● **STORED DATA**:
Content starts
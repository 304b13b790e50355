//! Request scope - one unit of work plus the caller's bearer credential

use account_core::traits::UnitOfWork;

use super::context::ServiceContext;
use super::identity::BearerIdentity;

/// Everything a service needs to handle a single request.
///
/// Dropping the scope without a commit discards its writes.
pub struct RequestScope {
    ctx: ServiceContext,
    uow: Box<dyn UnitOfWork>,
    bearer: Option<String>,
}

impl RequestScope {
    pub fn new(ctx: ServiceContext, uow: Box<dyn UnitOfWork>, bearer: Option<String>) -> Self {
        Self { ctx, uow, bearer }
    }

    pub fn ctx(&self) -> &ServiceContext {
        &self.ctx
    }

    pub fn uow(&self) -> &dyn UnitOfWork {
        self.uow.as_ref()
    }

    pub fn bearer(&self) -> Option<&str> {
        self.bearer.as_deref()
    }

    /// Identity introspector bound to this scope's credential and stores
    pub fn identity(&self) -> BearerIdentity<'_> {
        BearerIdentity::new(self.ctx.codec(), self.uow.users(), self.bearer())
    }
}

impl std::fmt::Debug for RequestScope {
    fn fmt(&self, f: &mut std::fmt::Formatter<'_>) -> std::fmt::Result {
        f.debug_struct("RequestScope")
            .field("has_bearer", &self.bearer.is_some())
            .finish_non_exhaustive()
    }
}
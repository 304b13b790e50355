//! Test helpers for integration tests
//!
//! Provides utilities for spawning test servers and making HTTP requests.

use std::collections::HashMap;
use std::net::SocketAddr;
use std::time::Duration;

use account_api::{create_app, create_app_state, serve};
use account_common::AppConfig;
use anyhow::Result;
use reqwest::{header, Client, Method, RequestBuilder, Response, StatusCode};
use serde::{de::DeserializeOwned, Serialize};
use tokio::net::TcpListener;
use tokio::task::JoinHandle;

use crate::fixtures::{sign_in_body, Credentials, ErrorEnvelope};

/// Test server instance that manages lifecycle
pub struct TestServer {
    pub addr: SocketAddr,
    pub client: Client,
    handle: JoinHandle<()>,
}

impl TestServer {
    /// Start a server on the in-memory backend with demo accounts seeded
    pub async fn start() -> Result<Self> {
        Self::start_with_config(memory_config(&[])?).await
    }

    /// Start a test server with custom config
    pub async fn start_with_config(config: AppConfig) -> Result<Self> {
        let state = create_app_state(config).await?;
        let app = create_app(state)?;

        let listener = TcpListener::bind(SocketAddr::from(([127, 0, 0, 1], 0))).await?;
        let addr = listener.local_addr()?;

        let handle = tokio::spawn(async move {
            serve(listener, app).await.ok();
        });

        let client = Client::builder()
            .timeout(Duration::from_secs(10))
            .build()?;

        Ok(Self {
            addr,
            client,
            handle,
        })
    }

    /// Get base URL for the server
    pub fn base_url(&self) -> String {
        format!("http://{}", self.addr)
    }

    fn request(&self, method: Method, path: &str, token: Option<&str>) -> RequestBuilder {
        let url = format!("{}{}", self.base_url(), path);
        let builder = self.client.request(method, url);
        match token {
            Some(token) => builder.bearer_auth(token),
            None => builder,
        }
    }

    /// Make a GET request
    pub async fn get(&self, path: &str) -> Result<Response> {
        Ok(self.request(Method::GET, path, None).send().await?)
    }

    /// Make a GET request with auth token
    pub async fn get_auth(&self, path: &str, token: &str) -> Result<Response> {
        Ok(self.request(Method::GET, path, Some(token)).send().await?)
    }

    /// Make a POST request with JSON body
    pub async fn post<T: Serialize>(&self, path: &str, body: &T) -> Result<Response> {
        Ok(self.request(Method::POST, path, None).json(body).send().await?)
    }

    /// Make a POST request with auth token
    pub async fn post_auth<T: Serialize>(
        &self,
        path: &str,
        token: &str,
        body: &T,
    ) -> Result<Response> {
        Ok(self
            .request(Method::POST, path, Some(token))
            .json(body)
            .send()
            .await?)
    }

    /// Make a PUT request with auth token and JSON body
    pub async fn put_auth<T: Serialize>(
        &self,
        path: &str,
        token: &str,
        body: &T,
    ) -> Result<Response> {
        Ok(self
            .request(Method::PUT, path, Some(token))
            .json(body)
            .send()
            .await?)
    }

    /// Make a PUT request with an optional auth token and no body
    pub async fn put_empty(&self, path: &str, token: Option<&str>) -> Result<Response> {
        Ok(self.request(Method::PUT, path, token).send().await?)
    }

    /// Make a DELETE request with auth token
    pub async fn delete_auth(&self, path: &str, token: &str) -> Result<Response> {
        Ok(self.request(Method::DELETE, path, Some(token)).send().await?)
    }

    /// Sign in and return the credential pair
    pub async fn sign_in(&self, username: &str, password: &str) -> Result<Credentials> {
        let response = self
            .post("/api/Authentication/SignIn", &sign_in_body(username, password))
            .await?;
        assert_json(response, StatusCode::OK).await
    }

    /// Sign in and return only the access token
    pub async fn access_token(&self, username: &str, password: &str) -> Result<String> {
        Ok(self.sign_in(username, password).await?.access_token)
    }
}

impl Drop for TestServer {
    fn drop(&mut self) {
        self.handle.abort();
    }
}

/// In-memory configuration with demo seeding and a generous rate limit.
/// `overrides` replace or add variables.
pub fn memory_config(overrides: &[(&str, &str)]) -> Result<AppConfig> {
    let mut vars: HashMap<String, String> = [
        ("STORAGE_BACKEND", "memory"),
        ("JWT_SECRET", "integration-test-secret"),
        ("SEED_DEMO_ACCOUNTS", "true"),
        ("RATE_LIMIT_REQUESTS_PER_SECOND", "1000"),
        ("RATE_LIMIT_BURST", "100000"),
    ]
    .into_iter()
    .map(|(k, v)| (k.to_string(), v.to_string()))
    .collect();

    for (key, value) in overrides {
        vars.insert((*key).to_string(), (*value).to_string());
    }

    AppConfig::from_lookup(|key| vars.get(key).cloned())
        .map_err(|e| anyhow::anyhow!("Config error: {e}"))
}

/// PostgreSQL configuration from the environment, or `None` when
/// `DATABASE_URL` is not set
pub fn postgres_config() -> Result<Option<AppConfig>> {
    let Ok(url) = std::env::var("DATABASE_URL") else {
        eprintln!("Skipping test: DATABASE_URL not set");
        return Ok(None);
    };

    let migrations = concat!(env!("CARGO_MANIFEST_DIR"), "/../../migrations");
    memory_config(&[
        ("STORAGE_BACKEND", "postgres"),
        ("DATABASE_URL", url.as_str()),
        ("MIGRATIONS_DIR", migrations),
    ])
    .map(Some)
}

/// Assert response status and parse JSON body
pub async fn assert_json<T: DeserializeOwned>(
    response: Response,
    expected_status: StatusCode,
) -> Result<T> {
    let status = response.status();
    if status != expected_status {
        let body = response.text().await?;
        anyhow::bail!("Expected status {expected_status}, got {status}. Body: {body}");
    }
    Ok(response.json().await?)
}

/// Assert response status without parsing body
pub async fn assert_status(response: Response, expected_status: StatusCode) -> Result<()> {
    let status = response.status();
    if status != expected_status {
        let body = response.text().await?;
        anyhow::bail!("Expected status {expected_status}, got {status}. Body: {body}");
    }
    Ok(())
}

/// Assert an error response: status, error code, and the Bearer challenge
/// exactly on 401
pub async fn assert_error(
    response: Response,
    expected_status: StatusCode,
    expected_code: &str,
) -> Result<()> {
    let challenge = response
        .headers()
        .get(header::WWW_AUTHENTICATE)
        .and_then(|v| v.to_str().ok())
        .map(str::to_string);

    let envelope: ErrorEnvelope = assert_json(response, expected_status).await?;
    anyhow::ensure!(
        envelope.error.code == expected_code,
        "Expected error code {expected_code}, got {} ({})",
        envelope.error.code,
        envelope.error.message
    );

    if expected_status == StatusCode::UNAUTHORIZED {
        anyhow::ensure!(
            challenge.as_deref() == Some("Bearer"),
            "Missing WWW-Authenticate challenge"
        );
    } else {
        anyhow::ensure!(challenge.is_none(), "Unexpected WWW-Authenticate challenge");
    }
    Ok(())
}
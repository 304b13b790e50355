//! HTTP middleware for the account API
//!
//! Layers, outermost first: global rate limit, request id, trace span,
//! timeout, CORS.

use std::sync::Arc;
use std::time::Duration;

use account_common::{AppError, AppResult, CorsConfig, RateLimitConfig};
use axum::{
    body::Body,
    http::{header, HeaderName, HeaderValue, Method, Request, StatusCode},
    Router,
};
use tower_governor::{
    governor::GovernorConfigBuilder, key_extractor::GlobalKeyExtractor, GovernorLayer,
};
use tower_http::{
    cors::{AllowOrigin, Any, CorsLayer},
    request_id::{MakeRequestUuid, PropagateRequestIdLayer, SetRequestIdLayer},
    timeout::TimeoutLayer,
    trace::{DefaultOnRequest, DefaultOnResponse, TraceLayer},
};
use tracing::Level;

use crate::state::AppState;

/// Header carrying the per-request correlation id
pub const REQUEST_ID_HEADER: &str = "x-request-id";

const REQUEST_TIMEOUT: Duration = Duration::from_secs(30);

const ALLOWED_METHODS: [Method; 5] = [
    Method::GET,
    Method::POST,
    Method::PUT,
    Method::DELETE,
    Method::OPTIONS,
];

fn request_id_header() -> HeaderName {
    HeaderName::from_static(REQUEST_ID_HEADER)
}

/// Wrap the API routes with the middleware stack
pub fn apply_middleware_with_config(
    router: Router<AppState>,
    rate_limit: &RateLimitConfig,
    cors: &CorsConfig,
    is_production: bool,
) -> AppResult<Router<AppState>> {
    // The bucket is shared by every caller and refills one permit per interval
    let refill_every_ms = (1000 / u64::from(rate_limit.requests_per_second.max(1))).max(1);
    let governor = GovernorConfigBuilder::default()
        .per_millisecond(refill_every_ms)
        .burst_size(rate_limit.burst.max(1))
        .key_extractor(GlobalKeyExtractor)
        .finish()
        .ok_or_else(|| AppError::Config("invalid rate limit configuration".to_string()))?;

    let trace = TraceLayer::new_for_http()
        .make_span_with(|request: &Request<Body>| {
            let request_id = request
                .headers()
                .get(REQUEST_ID_HEADER)
                .and_then(|v| v.to_str().ok())
                .unwrap_or("-");
            let authenticated = request.headers().contains_key(header::AUTHORIZATION);

            tracing::info_span!(
                "account_request",
                method = %request.method(),
                path = %request.uri().path(),
                request_id = %request_id,
                authenticated,
            )
        })
        .on_request(DefaultOnRequest::new().level(Level::DEBUG))
        .on_response(DefaultOnResponse::new().level(Level::INFO));

    Ok(router
        .layer(cors_layer(cors, is_production))
        .layer(TimeoutLayer::with_status_code(
            StatusCode::SERVICE_UNAVAILABLE,
            REQUEST_TIMEOUT,
        ))
        .layer(trace)
        .layer(PropagateRequestIdLayer::new(request_id_header()))
        .layer(SetRequestIdLayer::new(request_id_header(), MakeRequestUuid))
        .layer(GovernorLayer {
            config: Arc::new(governor),
        }))
}

/// Build the CORS policy.
///
/// With no configured origins, development allows any origin and production
/// allows none.
fn cors_layer(config: &CorsConfig, is_production: bool) -> CorsLayer {
    let layer = CorsLayer::new()
        .allow_methods(ALLOWED_METHODS)
        .allow_headers([
            header::AUTHORIZATION,
            header::CONTENT_TYPE,
            header::ACCEPT,
            request_id_header(),
        ])
        .expose_headers([request_id_header(), header::WWW_AUTHENTICATE]);

    if config.allowed_origins.is_empty() {
        if is_production {
            tracing::warn!("CORS_ALLOWED_ORIGINS is empty; cross-origin requests are refused");
            return layer.allow_origin(AllowOrigin::list(Vec::<HeaderValue>::new()));
        }
        tracing::warn!("CORS allows any origin; set CORS_ALLOWED_ORIGINS outside development");
        return layer.allow_origin(Any);
    }

    let origins = parse_origins(&config.allowed_origins);
    tracing::info!(count = origins.len(), "CORS origins configured");
    layer.allow_origin(AllowOrigin::list(origins))
}

/// Parse configured origins, skipping values that are not valid header values
fn parse_origins(raw: &[String]) -> Vec<HeaderValue> {
    raw.iter()
        .filter_map(|origin| match origin.parse::<HeaderValue>() {
            Ok(value) => Some(value),
            Err(_) => {
                tracing::warn!(%origin, "ignoring invalid CORS origin");
                None
            }
        })
        .collect()
}
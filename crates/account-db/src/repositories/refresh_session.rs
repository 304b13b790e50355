//! PostgreSQL implementation of RefreshSessionRepository

use async_trait::async_trait;
use tracing::instrument;
use uuid::Uuid;

use account_core::entities::RefreshSession;
use account_core::error::DomainError;
use account_core::traits::{RefreshSessionRepository, RepoResult};

use crate::models::RefreshSessionModel;

use super::error::{map_db_error, map_unique_violation};
use super::transaction::TxHandle;

/// PostgreSQL implementation of RefreshSessionRepository
#[derive(Clone)]
pub struct PgRefreshSessionRepository {
    tx: TxHandle,
}

impl PgRefreshSessionRepository {
    pub(crate) fn new(tx: TxHandle) -> Self {
        Self { tx }
    }
}

#[async_trait]
impl RefreshSessionRepository for PgRefreshSessionRepository {
    #[instrument(skip(self, session), fields(session_id = %session.id, user_id = %session.user_id))]
    async fn add(&self, session: &RefreshSession) -> RepoResult<()> {
        let mut guard = self.tx.lock().await;
        sqlx::query(
            r"
            INSERT INTO refresh_sessions (id, user_id, refresh_token, expires_at, created_at)
            VALUES ($1, $2, $3, $4, $5)
            ",
        )
        .bind(session.id)
        .bind(session.user_id)
        .bind(&session.refresh_token)
        .bind(session.expires_at)
        .bind(session.created_at)
        .execute(guard.conn()?)
        .await
        .map_err(|e| {
            map_unique_violation(e, || {
                DomainError::InternalError("Refresh token already stored".to_string())
            })
        })?;

        Ok(())
    }

    #[instrument(skip(self))]
    async fn remove(&self, id: Uuid) -> RepoResult<bool> {
        let mut guard = self.tx.lock().await;
        let result = sqlx::query("DELETE FROM refresh_sessions WHERE id = $1")
            .bind(id)
            .execute(guard.conn()?)
            .await
            .map_err(map_db_error)?;

        Ok(result.rows_affected() > 0)
    }

    #[instrument(skip(self))]
    async fn remove_for_user(&self, user_id: Uuid) -> RepoResult<u64> {
        let mut guard = self.tx.lock().await;
        let result = sqlx::query("DELETE FROM refresh_sessions WHERE user_id = $1")
            .bind(user_id)
            .execute(guard.conn()?)
            .await
            .map_err(map_db_error)?;

        Ok(result.rows_affected())
    }

    #[instrument(skip(self))]
    async fn find_by_user_id(&self, user_id: Uuid) -> RepoResult<Option<RefreshSession>> {
        let mut guard = self.tx.lock().await;
        let result = sqlx::query_as::<_, RefreshSessionModel>(
            r"
            SELECT id, user_id, refresh_token, expires_at, created_at
            FROM refresh_sessions
            WHERE user_id = $1
            ORDER BY created_at DESC
            LIMIT 1
            ",
        )
        .bind(user_id)
        .fetch_optional(guard.conn()?)
        .await
        .map_err(map_db_error)?;

        Ok(result.map(RefreshSession::from))
    }

    #[instrument(skip_all)]
    async fn find_by_token(&self, refresh_token: &str) -> RepoResult<Option<RefreshSession>> {
        let mut guard = self.tx.lock().await;
        let result = sqlx::query_as::<_, RefreshSessionModel>(
            r"
            SELECT id, user_id, refresh_token, expires_at, created_at
            FROM refresh_sessions
            WHERE refresh_token = $1
            ",
        )
        .bind(refresh_token)
        .fetch_optional(guard.conn()?)
        .await
        .map_err(map_db_error)?;

        Ok(result.map(RefreshSession::from))
    }

    #[instrument(skip_all)]
    async fn token_exists(&self, refresh_token: &str) -> RepoResult<bool> {
        let mut guard = self.tx.lock().await;
        sqlx::query_scalar::<_, bool>(
            "SELECT EXISTS(SELECT 1 FROM refresh_sessions WHERE refresh_token = $1)",
        )
        .bind(refresh_token)
        .fetch_one(guard.conn()?)
        .await
        .map_err(map_db_error)
    }
}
Content ends
● **REQUIRED WORK**:
Please print verbatim each line from the first line of the entries above to the line that contains "pub fn identity(&self)", inclusive, and nothing more.

● **WRITTEN SOLUTION**:
repository 304b13b790e50355
//! Request scope - one unit of work plus the caller's bearer credential

use account_core::traits::UnitOfWork;

use super::context::ServiceContext;
use super::identity::BearerIdentity;

/// Everything a service needs to handle a single request.
///
/// Dropping the scope without a commit discards its writes.
pub struct RequestScope {
    ctx: ServiceContext,
    uow: Box<dyn UnitOfWork>,
    bearer: Option<String>,
}

impl RequestScope {
    pub fn new(ctx: ServiceContext, uow: Box<dyn UnitOfWork>, bearer: Option<String>) -> Self {
        Self { ctx, uow, bearer }
    }

    pub fn ctx(&self) -> &ServiceContext {
        &self.ctx
    }

    pub fn uow(&self) -> &dyn UnitOfWork {
        self.uow.as_ref()
    }

    pub fn bearer(&self) -> Option<&str> {
        self.bearer.as_deref()
    }

    /// Identity introspector bound to this scope's credential and stores
    pub fn identity(&self) -> BearerIdentity<'_> {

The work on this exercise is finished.